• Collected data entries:
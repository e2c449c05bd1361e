use std::{borrow::Cow, collections::HashMap};

use crate::{
    ast::{Node, Span},
    config::{Pair, Syntax},
    error::{ParseError, ParseErrorKind},
};

type ParseResult<T> = Result<T, ParseError>;

/// The tag kinds a delimited slice can be classified as.
#[derive(Debug, Copy, Clone, PartialEq, Eq)]
pub(crate) enum TagKind {
    BlockComment,
    Raw,
    Helper,
    Partial,
    Close,
    Comment,
    Variable,
}

impl TagKind {
    /// Classification order. The first kind that accepts a tag wins, and
    /// [`TagKind::Variable`] accepts everything.
    pub(crate) const PRIORITY: [Self; 7] = [
        Self::BlockComment,
        Self::Raw,
        Self::Helper,
        Self::Partial,
        Self::Close,
        Self::Comment,
        Self::Variable,
    ];
}

struct Parser<'a> {
    input: &'a str,
    syntax: &'a Syntax,
    pos: usize,
    /// Open block count per key, local to a single parse.
    depths: HashMap<String, usize>,
}

impl<'a> Parser<'a> {
    fn new(input: &'a str, syntax: &'a Syntax) -> Self {
        Parser {
            input,
            syntax,
            pos: 0,
            depths: HashMap::new(),
        }
    }

    /// Finds `needle` at or after `from`, skipping occurrences directly
    /// preceded by the escape character.
    fn find_unescaped(&self, needle: &str, mut from: usize) -> Option<usize> {
        if needle.is_empty() {
            return None;
        }
        loop {
            let found = self.input.get(from..)?.find(needle)?.saturating_add(from);
            let escaped = self
                .input
                .get(..found)
                .and_then(|before| before.chars().next_back())
                == Some(self.syntax.escape);
            if !escaped {
                return Some(found);
            }
            from = found.saturating_add(needle.len());
        }
    }

    fn push_text(&self, nodes: &mut Vec<Node>, start: usize, end: usize) {
        // TODO: strip the escape character in front of escaped delimiters
        // once templates relying on it being kept are migrated.
        if let Some(text) = self.input.get(start..end).filter(|t| !t.is_empty()) {
            nodes.push(Node::text(text));
        }
    }

    fn parse_nodes(&mut self) -> ParseResult<Vec<Node>> {
        let mut nodes = Vec::new();
        let syntax = self.syntax;
        let (open, close) = (&syntax.delimiters.0, &syntax.delimiters.1);

        while self.pos < self.input.len() {
            let Some(start) = self.find_unescaped(open, self.pos) else {
                break;
            };
            let Some(end) = self.find_unescaped(close, start.saturating_add(open.len())) else {
                break;
            };

            self.push_text(&mut nodes, self.pos, start);

            let node = self.classify(start, end)?;
            self.pos = node.span().map_or(end, |span| span.end);
            nodes.push(node);
        }

        self.push_text(&mut nodes, self.pos, self.input.len());
        Ok(nodes)
    }

    /// Runs the tag kinds in priority order over the tag starting at `start`
    /// whose first end delimiter sits at `end`.
    fn classify(&mut self, start: usize, end: usize) -> ParseResult<Node> {
        for kind in TagKind::PRIORITY {
            if let Some(node) = self.try_kind(kind, start, end)? {
                return Ok(node);
            }
        }
        // Unreachable in practice since variables accept any tag.
        let end = end.saturating_add(self.syntax.delimiters.1.len());
        Ok(Node::text(self.input.get(start..end).unwrap_or_default()))
    }

    fn try_kind(&mut self, kind: TagKind, start: usize, end: usize) -> ParseResult<Option<Node>> {
        let syntax = self.syntax;
        let node = match kind {
            TagKind::BlockComment => self.block_comment(start),
            TagKind::Raw => self.wrapped(start, end, &syntax.raw).map(|(tag, content, span)| {
                Node::Raw {
                    key: content.trim().to_string(),
                    tag,
                    span,
                }
            }),
            TagKind::Helper => match self.wrapped(start, end, &syntax.helper) {
                Some((tag, content, span)) => {
                    let (key, addition) = split_key(&content, is_block_key_char, false);
                    let depth = self.open_block(&key);
                    Some(Node::Helper {
                        key,
                        tag,
                        span,
                        depth,
                        addition,
                    })
                }
                None => None,
            },
            TagKind::Partial => match self.wrapped(start, end, &syntax.partial) {
                Some((tag, content, span)) => {
                    let (key, addition) = split_key(&content, is_block_key_char, false);
                    let depth = self.open_block(&key);
                    Some(Node::Partial {
                        key,
                        tag,
                        span,
                        depth,
                        addition,
                    })
                }
                None => None,
            },
            TagKind::Close => match self.wrapped(start, end, &syntax.close) {
                Some((tag, content, span)) => {
                    let key = content.trim().to_string();
                    let depth = self.close_block(&key, &tag, start)?;
                    Some(Node::Close {
                        key,
                        tag,
                        span,
                        depth,
                    })
                }
                None => None,
            },
            TagKind::Comment => self
                .wrapped(start, end, &syntax.comment)
                .map(|(tag, content, span)| Node::Comment {
                    key: content.trim().to_string(),
                    tag,
                    span,
                }),
            TagKind::Variable => {
                let plain: Pair = (Cow::Borrowed(""), Cow::Borrowed(""));
                self.wrapped(start, end, &plain).map(|(tag, content, span)| {
                    let (key, addition) = split_key(&content, is_variable_key_char, true);
                    Node::Variable {
                        key,
                        tag,
                        span,
                        addition,
                    }
                })
            }
        };
        Ok(node)
    }

    /// Cuts out a tag of the given prefix/suffix kind. Returns the full tag
    /// text, the content between the kind's delimiters, and its span.
    fn wrapped(
        &self,
        start: usize,
        end: usize,
        kind: &Pair,
    ) -> Option<(String, String, Span)> {
        let (opener, closer) = self.syntax.wrap(kind);
        let tag_end = end
            .saturating_add(kind.1.len())
            .saturating_add(self.syntax.delimiters.1.len());
        let tag = self.input.get(start..tag_end)?;
        if tag.len() < opener.len().saturating_add(closer.len()) {
            return None;
        }
        let content = tag.strip_prefix(opener.as_str())?.strip_suffix(closer.as_str())?;
        Some((
            tag.to_string(),
            content.to_string(),
            Span::new(start, tag_end),
        ))
    }

    /// `{{!-- ... --}}`; the terminator is searched on its own since the body
    /// may contain the plain end delimiter. Declines when unterminated.
    fn block_comment(&self, start: usize) -> Option<Node> {
        let (opener, closer) = self.syntax.wrap(&self.syntax.block_comment);
        let rest = self.input.get(start..)?;
        if !rest.starts_with(opener.as_str()) {
            return None;
        }
        let body_start = start.saturating_add(opener.len());
        let body_len = self.input.get(body_start..)?.find(closer.as_str())?;
        let body_end = body_start.saturating_add(body_len);
        let tag_end = body_end.saturating_add(closer.len());
        Some(Node::Comment {
            key: self.input.get(body_start..body_end)?.trim().to_string(),
            tag: self.input.get(start..tag_end)?.to_string(),
            span: Span::new(start, tag_end),
        })
    }

    fn open_block(&mut self, key: &str) -> usize {
        let count = self.depths.entry(key.to_string()).or_insert(0);
        let depth = *count;
        *count = count.saturating_add(1);
        depth
    }

    fn close_block(&mut self, key: &str, tag: &str, at: usize) -> ParseResult<usize> {
        match self.depths.get_mut(key) {
            Some(count) if *count > 0 => {
                *count = count.saturating_sub(1);
                Ok(*count)
            }
            Some(_) | None => Err(ParseError::at(
                self.input,
                at,
                ParseErrorKind::UnexpectedClose {
                    tag: tag.to_string(),
                },
            )),
        }
    }
}

fn is_block_key_char(c: char) -> bool {
    c.is_alphanumeric() || matches!(c, '_' | '-' | '/')
}

fn is_variable_key_char(c: char) -> bool {
    c.is_alphanumeric() || matches!(c, '_' | '.' | '[' | ']')
}

/// Splits tag content into its leading key and the trimmed remainder.
///
/// A key must start with a word character; variables may additionally carry
/// a leading `$` for reserved words such as `$block`.
fn split_key(content: &str, is_key_char: fn(char) -> bool, allow_dollar: bool) -> (String, Option<String>) {
    let content = content.trim_start();
    let mut chars = content.char_indices().peekable();
    let mut key_end = 0;

    if allow_dollar && chars.peek().is_some_and(|(_, c)| *c == '$') {
        chars.next();
        key_end = 1;
    }
    let starts_with_word = chars
        .peek()
        .is_some_and(|(_, c)| c.is_alphanumeric() || *c == '_');
    if starts_with_word {
        key_end = content.len();
        for (i, c) in chars {
            if !is_key_char(c) {
                key_end = i;
                break;
            }
        }
    } else {
        key_end = 0;
    }

    let (key, rest) = content.split_at(key_end);
    let rest = rest.trim();
    let addition = (!rest.is_empty()).then(|| rest.to_string());
    (key.to_string(), addition)
}

/// Parses `input` into a flat list of nodes.
///
/// # Errors
/// Returns [`ParseErrorKind::UnexpectedClose`] when a close tag names a block
/// that is not open at that point.
pub fn parse(input: &str, syntax: &Syntax) -> Result<Vec<Node>, ParseError> {
    Parser::new(input, syntax).parse_nodes()
}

• Task to carry out:
Show the lines of the records above that mention "Helper".

• Exercise output:
    Helper,
        Self::Helper,
            TagKind::Helper => match self.wrapped(start, end, &syntax.helper) {
                    Some(Node::Helper {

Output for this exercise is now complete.